Understanding gene–environment interactions associated with vitamin D status may refine nutrition and public health strategies for vitamin D deficiency. Recent methodological advances have enabled the identification of variance quantitative trait loci (vQTLs) where gene–environment interactions are enriched.

Objectives

The study aims to identify vQTLs for serum 25-hydroxy vitamin D (25OHD) concentrations and characterize potential gene–environment interactions of vQTLs.

Methods

We conducted vQTL discovery for 25OHD using a newly developed quantile integral linear model in the UK Biobank individuals of European (N = 313,514), African (N = 7800), East Asian (N = 2146), and South Asian (N = 8771) ancestries, respectively. We tested for interactions between the identified vQTL lead variants and 18 environmental, biological, or lifestyle factors, followed by multiple sensitivity analyses.

Results

We identified 19 independent vQTL lead variants (P < 5 × 10^–8) in the European ancestry population. No vQTLs were identified in the non-European ancestry populations, likely because of limited sample sizes. A total of 32 interactions were detected with a false discovery rate <0.05. Although known gene-season of measurement interactions were confirmed, additional interactions were identified involving modifiable risk factors, including time spent outdoors and body mass index. The magnitudes of these interactions were consistent within each locus upon adjusting for the season of measurement and other covariates.

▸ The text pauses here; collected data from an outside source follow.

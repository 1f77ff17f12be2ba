// Error handling types for the API

use axum::{http::StatusCode, response::IntoResponse, Json};
use serde::Serialize;
use std::fmt;
use tracing::error;

use super::validation::ValidationResult;

/// API error types
#[derive(Debug)]
pub enum ApiError {
    Unauthorized(String),
    Forbidden(String),
    BadRequest(String),
    NotFound(String),
    Conflict(String),
    InternalServer(String),
    ServiceUnavailable(String),
    DatabaseError(sqlx::Error),
    ValidationError(String),
}

impl fmt::Display for ApiError {
    fn fmt(&self, f: &mut fmt::Formatter<'_>) -> fmt::Result {
        match self {
            ApiError::Unauthorized(msg) => write!(f, "Unauthorized: {}", msg),
            ApiError::Forbidden(msg) => write!(f, "Forbidden: {}", msg),
            ApiError::BadRequest(msg) => write!(f, "Bad Request: {}", msg),
            ApiError::NotFound(msg) => write!(f, "Not Found: {}", msg),
            ApiError::Conflict(msg) => write!(f, "Conflict: {}", msg),
            ApiError::InternalServer(msg) => write!(f, "Internal Server Error: {}", msg),
            ApiError::ServiceUnavailable(msg) => write!(f, "Service Unavailable: {}", msg),
            ApiError::DatabaseError(e) => write!(f, "Database Error: {}", e),
            ApiError::ValidationError(msg) => write!(f, "Validation Error: {}", msg),
        }
    }
}

/// JSON error response structure
#[derive(Serialize)]
pub struct ErrorResponse {
    pub error: String,
    pub code: String,
}

impl IntoResponse for ApiError {
    fn into_response(self) -> axum::response::Response {
        let (status, error_message, code) = match self {
            ApiError::Unauthorized(msg) => (StatusCode::UNAUTHORIZED, msg, "UNAUTHORIZED"),
            ApiError::Forbidden(msg) => (StatusCode::FORBIDDEN, msg, "FORBIDDEN"),
            ApiError::BadRequest(msg) => (StatusCode::BAD_REQUEST, msg, "BAD_REQUEST"),
            ApiError::NotFound(msg) => (StatusCode::NOT_FOUND, msg, "NOT_FOUND"),
            ApiError::Conflict(msg) => (StatusCode::CONFLICT, msg, "CONFLICT"),
            ApiError::InternalServer(msg) => (
                StatusCode::INTERNAL_SERVER_ERROR,
                msg,
                "INTERNAL_SERVER_ERROR",
            ),
            ApiError::ServiceUnavailable(msg) => (
                StatusCode::SERVICE_UNAVAILABLE,
                msg,
                "SERVICE_UNAVAILABLE",
            ),
            ApiError::DatabaseError(e) => {
                error!(error = %e, "Database error occurred");
                (
                    StatusCode::INTERNAL_SERVER_ERROR,
                    "Database operation failed".to_string(),
                    "DATABASE_ERROR",
                )
            }
            ApiError::ValidationError(msg) => (StatusCode::BAD_REQUEST, msg, "VALIDATION_ERROR"),
        };

        let error_response = ErrorResponse {
            error: error_message,
            code: code.to_string(),
        };

        (status, Json(error_response)).into_response()
    }
}

impl From<ValidationResult> for ApiError {
    fn from(result: ValidationResult) -> Self {
        if result.is_valid {
            ApiError::InternalServer(
                "Validation result was valid but converted to error".to_string(),
            )
        } else {
            let error_messages: Vec<String> = result
                .errors
                .iter()
                .map(|e| format!("{}: {}", e.field, e.message))
                .collect();
            ApiError::ValidationError(error_messages.join(", "))
        }
    }
}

We also identified a gene–sex interaction at a vQTL that implicates DHCR7. Integrating transcript- and protein-level evidence, we found that the sex-differentiated genetic associations may act through sex-biased expression of DHCR7 isoforms in skin tissues because of alternative splicing.

Conclusions

Through the lens of vQTLs, we identified additional gene–environment interactions affecting vitamin D status in addition to the season of measurement. These findings may provide new insights into the etiology of vitamin D deficiency and encourage personalized prevention and management of associated diseases for at-risk individuals.